President Barack Obama has promised to do more to stop gun trafficking from the United States to Mexico. He has pledged to dispatch nearly 500 more federal agents to the border, along with X-ray machines and drug-sniffing dogs.

Also Tuesday, the Mexican army announced the capture of Ruben Granados Vargas, an alleged lieutenant for the Beltran-Leyva drug cartel in the Pacific coast state of Guerrero.

Gen. Luis Arturo Oliver said soldiers caught Granados Vargas and two other suspects with four rifles and 2.6 pounds (1.2 kilograms) of opium on Monday.

Granados Vargas allegedly ran the cartel's drug planting, harvesting and trafficking operations on the coast west of the resort of Acapulco.

Turf war with alleged cartel
He is implicated in a number of kidnappings and killings in the region, including attacks as part of a turf war with an alleged Sinaloa cartel rival that left 17 people dead last year, organized crime prosecutor Marisela Morales said.

Granados Vargas' wife, sister-in-law and two sons were later killed in retaliation, prosecutors.

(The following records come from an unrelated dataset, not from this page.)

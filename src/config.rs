//! Configuration Module
//!
//! Handles loading and managing server configuration from environment variables.

use std::env;
use std::path::PathBuf;

/// Server configuration parameters.
///
/// All values can be configured via environment variables with sensible defaults.
#[derive(Debug, Clone)]
pub struct Config {
    /// Primary corpus root (holds `docs/`, `examples/` and `lib/`)
    pub corpus_root: PathBuf,
    /// Optional secondary corpus root (holds `examples/`)
    pub secondary_root: Option<PathBuf>,
    /// Cache TTL in seconds
    pub cache_ttl: u64,
    /// Maximum number of search results returned per query
    pub max_results: usize,
    /// Extension of documentation pages, without the dot
    pub docs_extension: String,
    /// Extension of example and library source files, without the dot
    pub source_extension: String,
    /// HTTP server port
    pub server_port: u16,
    /// Background expiry sweep interval in seconds
    pub cleanup_interval: u64,
}

impl Config {
    /// Creates a new Config by loading values from environment variables.
    ///
    /// # Environment Variables
    /// - `CORPUS_ROOT` - Primary corpus root (default: ./corpus)
    /// - `SECONDARY_ROOT` - Secondary corpus root (default: unset)
    /// - `CACHE_TTL` - Cache TTL in seconds (default: 300)
    /// - `MAX_RESULTS` - Search result cap, at least 1 (default: 20)
    /// - `DOCS_EXTENSION` - Documentation file extension (default: md)
    /// - `SOURCE_EXTENSION` - Example/library file extension (default: rs)
    /// - `SERVER_PORT` - HTTP server port (default: 3000)
    /// - `CLEANUP_INTERVAL` - Expiry sweep frequency in seconds (default: 60)
    pub fn from_env() -> Self {
        let defaults = Self::default();
        Self {
            corpus_root: env::var("CORPUS_ROOT")
                .ok()
                .filter(|v| !v.is_empty())
                .map(PathBuf::from)
                .unwrap_or(defaults.corpus_root),
            secondary_root: env::var("SECONDARY_ROOT")
                .ok()
                .filter(|v| !v.is_empty())
                .map(PathBuf::from),
            cache_ttl: parse_var("CACHE_TTL").unwrap_or(defaults.cache_ttl),
            max_results: parse_var("MAX_RESULTS")
                .unwrap_or(defaults.max_results)
                .max(1),
            docs_extension: extension_var("DOCS_EXTENSION").unwrap_or(defaults.docs_extension),
            source_extension: extension_var("SOURCE_EXTENSION")
                .unwrap_or(defaults.source_extension),
            server_port: parse_var("SERVER_PORT").unwrap_or(defaults.server_port),
            cleanup_interval: parse_var("CLEANUP_INTERVAL").unwrap_or(defaults.cleanup_interval),
        }
    }
}

fn parse_var<T: std::str::FromStr>(name: &str) -> Option<T> {
    env::var(name).ok().and_then(|v| v.trim().parse().ok())
}

// Accepts "md" and ".md" alike.
fn extension_var(name: &str) -> Option<String> {
    env::var(name)
        .ok()
        .map(|v| v.trim().trim_start_matches('.').to_string())
        .filter(|v| !v.is_empty())
}

impl Default for Config {
    fn default() -> Self {
        Self {
            corpus_root: PathBuf::from("./corpus"),
            secondary_root: None,
            cache_ttl: 300,
            max_results: 20,
            docs_extension: "md".to_string(),
            source_extension: "rs".to_string(),
            server_port: 3000,
            cleanup_interval: 60,
        }
    }
}
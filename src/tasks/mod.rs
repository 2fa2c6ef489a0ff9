//! Background Tasks Module
//!
//! Contains background tasks that run periodically during server operation.
//!
//! # Tasks
//! - Expiry sweep: removes stale cache entries at the configured interval

mod cleanup;

pub use cleanup::spawn_cleanup_task;
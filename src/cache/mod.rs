//! Cache Module
//!
//! Provides an in-memory key/value store with a fixed time-to-live.

mod entry;
mod stats;
mod store;


// Re-export public types
pub use entry::CacheEntry;
pub use stats::CacheStats;
pub use store::TtlCache;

Mexico's drug violence has claimed more than 10,650 lives since President Felipe Calderon launched a military-led offensive against trafficking cartels in December 2006.

In March, the government sent thousands more troops to the northern border to quell escalating violence. The government announced Sunday that drug-related homicides fell 26 percent across the country in the first three months of the year, compared to the same period in 2008.